>>>>

//! Configuration loaded from environment variables.

use std::env;
use std::net::SocketAddr;
use std::time::Duration;

const DEFAULT_ADDR: &str = "127.0.0.1:8501";
const DEFAULT_DATABASE_URL: &str = "sqlite:learning_copilot.db?mode=rwc";
const DEFAULT_IDLE_TIMEOUT_SECS: u64 = 3600;

/// Web server configuration.
#[derive(Debug, Clone)]
pub struct Config {
    /// Server bind address.
    pub addr: SocketAddr,
    /// SQLite database URL.
    pub database_url: String,
    /// Sessions idle longer than this are dropped.
    pub session_idle_timeout: Duration,
    /// Directory served under `/static`.
    pub static_dir: String,
}

impl Config {
    /// Load configuration from environment variables.
    ///
    /// | Variable | Description | Default |
    /// |----------|-------------|---------|
    /// | `COPILOT_ADDR` | Server bind address | `127.0.0.1:8501` |
    /// | `SQLITE_PATH` | SQLite database URL | `sqlite:learning_copilot.db?mode=rwc` |
    /// | `SESSION_IDLE_TIMEOUT_SECS` | Session idle timeout | `3600` |
    /// | `COPILOT_STATIC_DIR` | Static asset directory | this crate's `static/` |
    pub fn from_env() -> Result<Self, ConfigError> {
        Self::from_lookup(|key| env::var(key).ok())
    }

    fn from_lookup(lookup: impl Fn(&str) -> Option<String>) -> Result<Self, ConfigError> {
        let addr = lookup("COPILOT_ADDR")
            .unwrap_or_else(|| DEFAULT_ADDR.to_string())
            .parse()
            .map_err(|_| ConfigError::InvalidAddr)?;

        let database_url =
            lookup("SQLITE_PATH").unwrap_or_else(|| DEFAULT_DATABASE_URL.to_string());

        let idle_secs = match lookup("SESSION_IDLE_TIMEOUT_SECS") {
            Some(raw) => raw
                .trim()
                .parse::<u64>()
                .map_err(|_| ConfigError::InvalidIdleTimeout(raw))?,
            None => DEFAULT_IDLE_TIMEOUT_SECS,
        };

        let static_dir = lookup("COPILOT_STATIC_DIR")
            .unwrap_or_else(|| concat!(env!("CARGO_MANIFEST_DIR"), "/static").to_string());

        Ok(Self {
            addr,
            database_url,
            session_idle_timeout: Duration::from_secs(idle_secs),
            static_dir,
        })
    }
}

/// Configuration errors.
#[derive(Debug, thiserror::Error)]
pub enum ConfigError {
    #[error("Invalid COPILOT_ADDR format")]
    InvalidAddr,

    #[error("Invalid SESSION_IDLE_TIMEOUT_SECS value: {0}")]
    InvalidIdleTimeout(String),
}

<<<<

EXERCISE DETAILS:
If a line in the data holds the string "derive", copy that line.

WRITTEN REPLY:
#[derive(Debug, Clone)]
#[derive(Debug, thiserror::Error)]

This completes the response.